Sem titubear nas lágrimas ela abraçou o seu ursinho de pelúcia encardido de outros dias de choro e deitou no chão do quarto, sobre o tapete aveludado que exalava o aroma mórbido de cão molhado. Lá permaneceu em suas longas horas de angustia escarnecida que lembrava os pobres cães abandonados ao léu sem rumo para tomar.

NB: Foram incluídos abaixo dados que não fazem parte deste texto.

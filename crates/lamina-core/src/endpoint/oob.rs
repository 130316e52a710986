use alloc::collections::VecDeque;

use bytes::Bytes;

use crate::ll::Done;

/// 单条带外记录：数据、已发送偏移与可选的完成回调。
struct OobRecord {
    data: Bytes,
    pos: usize,
    done: Option<Done>,
}

/// 端点上挂载的带外发送队列。
///
/// # 设计背景（Why）
/// - 工具层需要在不与用户写竞争的情况下插入优先数据（如终端断线通告）；
///   队列在每次写就绪时机会性排水，带上 `"oob"` 标签走同一条线。
///
/// # 契约说明（What）
/// - 严格 FIFO；短写原位推进，记录发完时其 `done` 恰好触发一次；
/// - 队列排空后，普通的写就绪传播恢复。
pub(crate) struct OobQueue {
    records: VecDeque<OobRecord>,
}

impl OobQueue {
    pub(crate) fn new() -> Self {
        Self {
            records: VecDeque::new(),
        }
    }

    /// 入队一条记录。
    pub(crate) fn push(&mut self, data: Bytes, done: Option<Done>) {
        self.records.push_back(OobRecord { data, pos: 0, done });
    }

    /// 队列是否为空。
    pub(crate) fn is_empty(&self) -> bool {
        self.records.is_empty()
    }

    /// 队首记录是否已部分发出（此时普通写必须让路，避免拆散记录）。
    pub(crate) fn head_partial(&self) -> bool {
        self.records.front().map(|r| r.pos > 0).unwrap_or(false)
    }

    /// 返回队首未发送部分的零拷贝切片。
    pub(crate) fn head_chunk(&self) -> Option<Bytes> {
        self.records.front().map(|r| r.data.slice(r.pos..))
    }

    /// 推进队首 `count` 字节；记录发完时弹出并返回其完成回调。
    pub(crate) fn advance(&mut self, count: usize) -> Option<Done> {
        let record = self.records.front_mut()?;
        record.pos = (record.pos + count).min(record.data.len());
        if record.pos == record.data.len() {
            let mut finished = self.records.pop_front().expect("front checked above");
            finished.done.take()
        } else {
            None
        }
    }
}

#[cfg(test)]
mod tests {
    use super::*;
    use alloc::boxed::Box;
    use alloc::sync::Arc;
    use core::sync::atomic::{AtomicUsize, Ordering};

    #[test]
    fn fifo_order_and_short_write_progress() {
        let mut queue = OobQueue::new();
        let fired = Arc::new(AtomicUsize::new(0));
        let fired2 = Arc::clone(&fired);
        queue.push(
            Bytes::from_static(b"0123456789"),
            Some(Box::new(move || {
                fired2.fetch_add(1, Ordering::SeqCst);
            })),
        );
        queue.push(Bytes::from_static(b"tail"), None);

        assert_eq!(queue.head_chunk().unwrap().as_ref(), b"0123456789");
        assert!(queue.advance(4).is_none(), "短写不应提前触发 done");
        assert!(queue.head_partial());
        assert_eq!(queue.head_chunk().unwrap().as_ref(), b"456789");

        let done = queue.advance(6).expect("记录发完应返回 done");
        done();
        assert_eq!(fired.load(Ordering::SeqCst), 1);

        assert!(!queue.head_partial());
        assert_eq!(queue.head_chunk().unwrap().as_ref(), b"tail");
        assert!(queue.advance(4).is_none(), "无 done 的记录发完返回 None");
        assert!(queue.is_empty());
    }
}
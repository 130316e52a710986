//! 下层传输契约：端点栈的底部边界。
//!
//! # 模块定位（Why）
//! - 每种传输（TCP/UDP/串口/子进程/内存管道）以同一形状插入栈底；
//!   基础端点只认本模块的契约，不认具体传输。
//! - 上行事件收敛为两个：携带缓冲或错误的"读"，以及"可写"。
//!   这是整个栈的数据泵所依赖的最小集合。

use alloc::{boxed::Box, string::String, sync::Arc};

use crate::{Result, aux::AuxTags, error::CoreError, sealed::Sealed};

/// 打开操作的同步结果。
#[derive(Clone, Copy, Debug, PartialEq, Eq)]
pub enum OpenResult {
    /// 连接立即可用。
    Open,
    /// 连接异步完成，随后通过 done 回调收尾。
    InProgress,
}

/// 带错误位的完成回调，用于 `open`。
pub type DoneErr = Box<dyn FnOnce(Result<()>) + Send>;

/// 无参完成回调，用于 `close`。
pub type Done = Box<dyn FnOnce() + Send>;

/// 下层传输的上行事件接收方。
///
/// # 契约说明（What）
/// - `read`：投递一段数据或一个错误；返回值为本次消费的字节数，
///   允许消费任意前缀，未消费的后缀由下层保留并择机重投；
///   `err` 为 `Some` 时缓冲为空，返回值被忽略。
/// - `write_ready`：下层可再次受理写入。
///
/// # 前置/后置条件（Contract）
/// - 两个回调都发生在事件循环线程上，彼此不重叠；
/// - 读使能关闭后不会再有 `read` 回调（在途的一次除外）。
pub trait LlHandler: Send + Sync + 'static + Sealed {
    /// 投递读到的数据或错误，返回消费的字节数。
    fn read(&self, err: Option<CoreError>, buf: &[u8], aux: &AuxTags) -> usize;

    /// 下层可写。
    fn write_ready(&self);
}

/// 控制操作的数据载体，双向读写。
#[derive(Debug, Default)]
pub struct ControlData {
    /// 控制值；get 时由被调方写入，set 时由调用方填充。
    pub value: String,
}

/// `LowerLayer` 是传输驱动插入栈底的契约。
///
/// # 设计背景（Why）
/// - 状态机覆盖 `{closed, opening, open, closing}` 四态；打开与关闭都允许
///   异步完成，完成顺序由 done 回调显式表达而非轮询。
/// - 读写使能是电平语义：使能期间事件可以反复触发，下层负责在投递期间
///   自行禁用以避免重入。
///
/// # 契约说明（What）
/// - `open`：`Ok(Open)` 同步完成；`Ok(InProgress)` 异步完成并调用 `done`；
///   状态不允许时返回 `endpoint.not_ready`。
/// - `close`：只允许从 opening/open 发起；`done` 恰好调用一次，
///   并保证在全部在途上行回调退栈之后。
/// - `disable`：硬停 —— 立即切断事件并释放句柄，不做优雅排空，
///   之后任何回调（包括已登记的 done）都不会发生。
///
/// # 风险提示（Trade-offs）
/// - `write` 允许短写，调用方必须按返回值推进；
/// - `set_handler` 必须在第一次 `open` 之前完成，运行中更换接收方不受支持。
pub trait LowerLayer: Send + Sync + 'static + Sealed {
    /// 设置上行事件接收方。
    fn set_handler(&self, handler: Arc<dyn LlHandler>);

    /// 写入散布缓冲，返回实际接受的字节数。
    fn write(&self, sg: &[&[u8]], aux: &AuxTags) -> Result<usize>;

    /// 打开传输。
    fn open(&self, done: DoneErr) -> Result<OpenResult>;

    /// 关闭传输；`done` 在句柄安全释放后恰好调用一次。
    fn close(&self, done: Done) -> Result<()>;

    /// 启停读回调。
    fn set_read_enabled(&self, enabled: bool);

    /// 启停写回调。
    fn set_write_enabled(&self, enabled: bool);

    /// 返回对端地址的字符串形式。
    fn remote_addr(&self) -> Result<String> {
        Err(CoreError::not_supported("remote address not available"))
    }

    /// 返回对端的数值标识（如子进程 pid）。
    fn remote_id(&self) -> Result<i32> {
        Err(CoreError::not_supported("remote id not available"))
    }

    /// 层内控制操作。
    fn control(&self, _get: bool, _option: u32, _data: &mut ControlData) -> Result<()> {
        Err(CoreError::not_supported("control not supported"))
    }

    /// 硬停：立即切断事件并释放句柄，不做优雅排空。
    fn disable(&self);
}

Se lhe fosse válida todas aquelas lágrimas bastardas que lhe escorriam por entre os poros fervidos de ódio, quem sabe ainda ela poderia se lembrar o motivo total das enxaquecas seguidas de febre e choro constantes, uma paixão doentia, bucólica, que adentrava as mamas cruas de um coração forte.
O incomodo não a permitia abrir os olhos, talvez por remeter dentro destes um filme mudo, cheio de falas que ela conhecia muito bem, que não eram decoradas, pelo contrário, eram ditas unicamente com o coração ardente em chamas, frases completas que dispensavam a febre dos punhos de um poeta árduo que se fizesse rogado em sonetos ou versos livres.
Seus lábios vermelhos de ternura e confissão se contraíam entre os dentes que os prendiam, seguravam, para não confessar na sonoridade da voz calma sua enaltecida palavra sentimental.
Agarrava, com as unhas vermelhas e largas, as entranhas da pelúcia que se contorcia, assim como seu ego frágil e censurado pelas mentiras de outrora. Sua posição fetal mostrava toda fragilidade, como se desejasse alguém para lhe tomar nos braços, alguém que a socorresse, que a fizesse sentir o calor do colo, do abraço ardente que a incinerasse por dentro e transformasse a angustia numa palavra tola, sem sentido para seus lábios vermelhos.
Seus pés descalços, talvez por se sentir sem chão, se sentir sem uma base que a plantasse na realidade tátil.
Àquelas horas lânguidas, aquela ilusão sua, um ventre cheio de sentimentos nauseantes, uma mente sem razão, mergulhada nas lágrimas, sem uma barca para repousar o corpo e secar o sal de pecados passionais.
Se não fosse a sonoridade dos segundos que a embalasse no silêncio inexistente da sua utópica imaginação, as tormentas lhe sangrariam mais e mais, até que se pudesse senti-la agonizar em prantos, numa morte lenta daquele dia, para nascer num outro e morrer novamente.